Background: Enteroaggregative Escherichia coli (EAEC) is a cause of acute and persistent diarrhea in adults and children worldwide. The involvement of host factors in EAEC infections is unresolved. Binding of the recognition molecule ficolin-2 from the lectin pathway of complement to certain EAEC strains has been observed, but the importance is not known. Our aim was to uncover the involvement of ficolin-2 in innate complement dependent immune protection towards EAEC.

Materials and methods: Ficolin-2 binding was screened by a consumption based ELISA method. Flow cytometry determined the deposition of C4, C3 and formation of the bactericidal C5b-9 membrane attack complex (MAC) on the bacteria in combination with inhibitors against C1q, ficolin-2, and factor D from the classical, lectin, and alternative pathway, respectively.

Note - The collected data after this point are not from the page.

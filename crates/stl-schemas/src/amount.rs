//! Ledger amount shapes and native-unit conversion.

use std::str::FromStr;

use rust_decimal::{Decimal, RoundingStrategy};
use serde_json::Value;

/// Ticker of the ledger's native asset.
pub const NATIVE_CURRENCY: &str = "XRP";

/// Drops per whole native unit.
pub const DROPS_PER_NATIVE: i64 = 1_000_000;

/// Sentinel the ledger reports when a delivered amount cannot be determined
/// (partial payments validated before the field existed).
pub const AMOUNT_UNAVAILABLE: &str = "unavailable";

/// Decoded form of an `Amount` / `delivered_amount` JSON value.
#[derive(Debug, Clone, PartialEq, Eq)]
pub enum LedgerAmount {
    /// Native asset, denominated in drops (decimal string on the wire).
    Native { drops: String },
    /// The `"unavailable"` sentinel.
    Unavailable,
    /// Issued currency. `value` keeps the wire text; it may be a plain or
    /// scientific decimal.
    Issued {
        currency: String,
        issuer: Option<String>,
        value: String,
    },
}

impl LedgerAmount {
    /// Decode a JSON amount. Returns `None` for shapes that are neither a
    /// string nor an object with a `value` field.
    pub fn from_json(v: &Value) -> Option<Self> {
        match v {
            Value::String(s) if s == AMOUNT_UNAVAILABLE => Some(LedgerAmount::Unavailable),
            Value::String(s) => Some(LedgerAmount::Native { drops: s.clone() }),
            Value::Object(map) => {
                let value = match map.get("value")? {
                    Value::String(s) => s.clone(),
                    Value::Number(n) => n.to_string(),
                    _ => return None,
                };
                let currency = map
                    .get("currency")
                    .and_then(Value::as_str)
                    .unwrap_or_default()
                    .to_string();
                let issuer = map
                    .get("issuer")
                    .and_then(Value::as_str)
                    .map(str::to_string);
                Some(LedgerAmount::Issued {
                    currency,
                    issuer,
                    value,
                })
            }
            _ => None,
        }
    }

    /// Currency code the amount is denominated in.
    pub fn currency(&self) -> &str {
        match self {
            LedgerAmount::Issued { currency, .. } if !currency.is_empty() => currency,
            _ => NATIVE_CURRENCY,
        }
    }

    /// Value in major units, or `None` when the wire text does not parse.
    /// `Unavailable` is a defined zero, not a parse failure.
    pub fn major_units(&self) -> Option<Decimal> {
        match self {
            LedgerAmount::Native { drops } => drops_to_native(drops),
            LedgerAmount::Unavailable => Some(Decimal::ZERO),
            LedgerAmount::Issued { value, .. } => parse_decimal(value),
        }
    }
}

/// Convert a drops string into major native units.
pub fn drops_to_native(drops: &str) -> Option<Decimal> {
    let d = Decimal::from_str(drops.trim()).ok()?;
    d.checked_div(Decimal::from(DROPS_PER_NATIVE))
}

/// Parse a decimal in plain (`"12500"`, `"0.5"`) or scientific (`"1.25e4"`)
/// notation.
///
/// Well-formed numbers outside the decimal range saturate: magnitudes above
/// `Decimal::MAX` become `Decimal::MAX` (or `MIN`), magnitudes below the
/// smallest representable scale become zero. Text that is not a number is
/// `None`.
pub fn parse_decimal(raw: &str) -> Option<Decimal> {
    let s = raw.trim();
    if s.is_empty() {
        return None;
    }
    if let Ok(d) = Decimal::from_str(s).or_else(|_| Decimal::from_scientific(s)) {
        return Some(d);
    }

    // Only used to tell "too big / too small" apart from garbage.
    let f = s.parse::<f64>().ok().filter(|f| f.is_finite())?;
    Some(match f {
        f if f.abs() < 1.0 => Decimal::ZERO,
        f if f > 0.0 => Decimal::MAX,
        _ => Decimal::MIN,
    })
}

/// True when `d` is the saturated upper bound produced by [`parse_decimal`]
/// for out-of-range input.
pub fn is_saturated(d: Decimal) -> bool {
    d == Decimal::MAX
}

/// Round to two decimal places, midpoint away from zero (half-up for the
/// non-negative amounts this workspace produces).
pub fn round_2dp(d: Decimal) -> Decimal {
    d.round_dp_with_strategy(2, RoundingStrategy::MidpointAwayFromZero)
}

#[cfg(test)]
mod tests {
    use super::*;
    use rust_decimal_macros::dec;
    use serde_json::json;

    #[test]
    fn native_string_converts_drops() {
        let a = LedgerAmount::from_json(&json!("12500000")).unwrap();
        assert_eq!(a.currency(), "XRP");
        assert_eq!(a.major_units(), Some(dec!(12.5)));
    }

    #[test]
    fn unavailable_is_zero() {
        let a = LedgerAmount::from_json(&json!("unavailable")).unwrap();
        assert_eq!(a, LedgerAmount::Unavailable);
        assert_eq!(a.major_units(), Some(Decimal::ZERO));
    }

    #[test]
    fn issued_accepts_string_or_number_value() {
        let s = LedgerAmount::from_json(&json!({"currency": "JPY", "issuer": "rI", "value": "12500"}))
            .unwrap();
        let n = LedgerAmount::from_json(&json!({"currency": "JPY", "value": 12500})).unwrap();
        assert_eq!(s.currency(), "JPY");
        assert_eq!(s.major_units(), Some(dec!(12500)));
        assert_eq!(n.major_units(), Some(dec!(12500)));
    }

    #[test]
    fn issued_scientific_notation() {
        assert_eq!(parse_decimal("1.25e4"), Some(dec!(12500)));
        assert_eq!(parse_decimal("5e-3"), Some(dec!(0.005)));
        assert_eq!(parse_decimal("abc"), None);
    }

    #[test]
    fn out_of_range_values_saturate() {
        assert_eq!(parse_decimal("1e30"), Some(Decimal::MAX));
        assert_eq!(parse_decimal("79228162514264337593543950336"), Some(Decimal::MAX));
        assert_eq!(parse_decimal("-1e40"), Some(Decimal::MIN));
        assert_eq!(parse_decimal("1e-40"), Some(Decimal::ZERO));
        assert_eq!(parse_decimal("inf"), None);
        assert_eq!(parse_decimal("NaN"), None);
        assert!(is_saturated(parse_decimal("9.99e95").unwrap()));
    }

    #[test]
    fn round_half_up() {
        assert_eq!(round_2dp(dec!(1.005)), dec!(1.01));
        assert_eq!(round_2dp(dec!(1.004)), dec!(1.00));
        assert_eq!(round_2dp(dec!(0.125)), dec!(0.13));
    }

    #[test]
    fn unrecognised_shapes_are_none() {
        assert_eq!(LedgerAmount::from_json(&json!(42)), None);
        assert_eq!(LedgerAmount::from_json(&json!({"currency": "USD"})), None);
    }
}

Results and conclusion: Initial screening showed that ficolin-2 bound to three EAEC prototypic laboratory strains. Further screening of 56 EAEC clinical isolates showed that one isolate (E2-1920073) was particularly capable of binding high levels of both recombinant and serum ficolin-2. Thus, we chose to use this isolate to study functional complement deposition. Incubation of the E2-1920073 strain with serum led to deposition of C4, C3 and MAC formation. No inhibition of complement deposition was observed when a C1q inhibitor was added, while partial inhibition was observed when ficolin-2 or factor D inhibitors were used. Combining the inhibitors against ficolin-2 and factor D led to complete inhibition of complement deposition. Our results demonstrate that ficolin-2 is involved in the pathophysiology of EAEC and is crucial in innate complement dependent immune protection against pathogenic EAEC bacteria.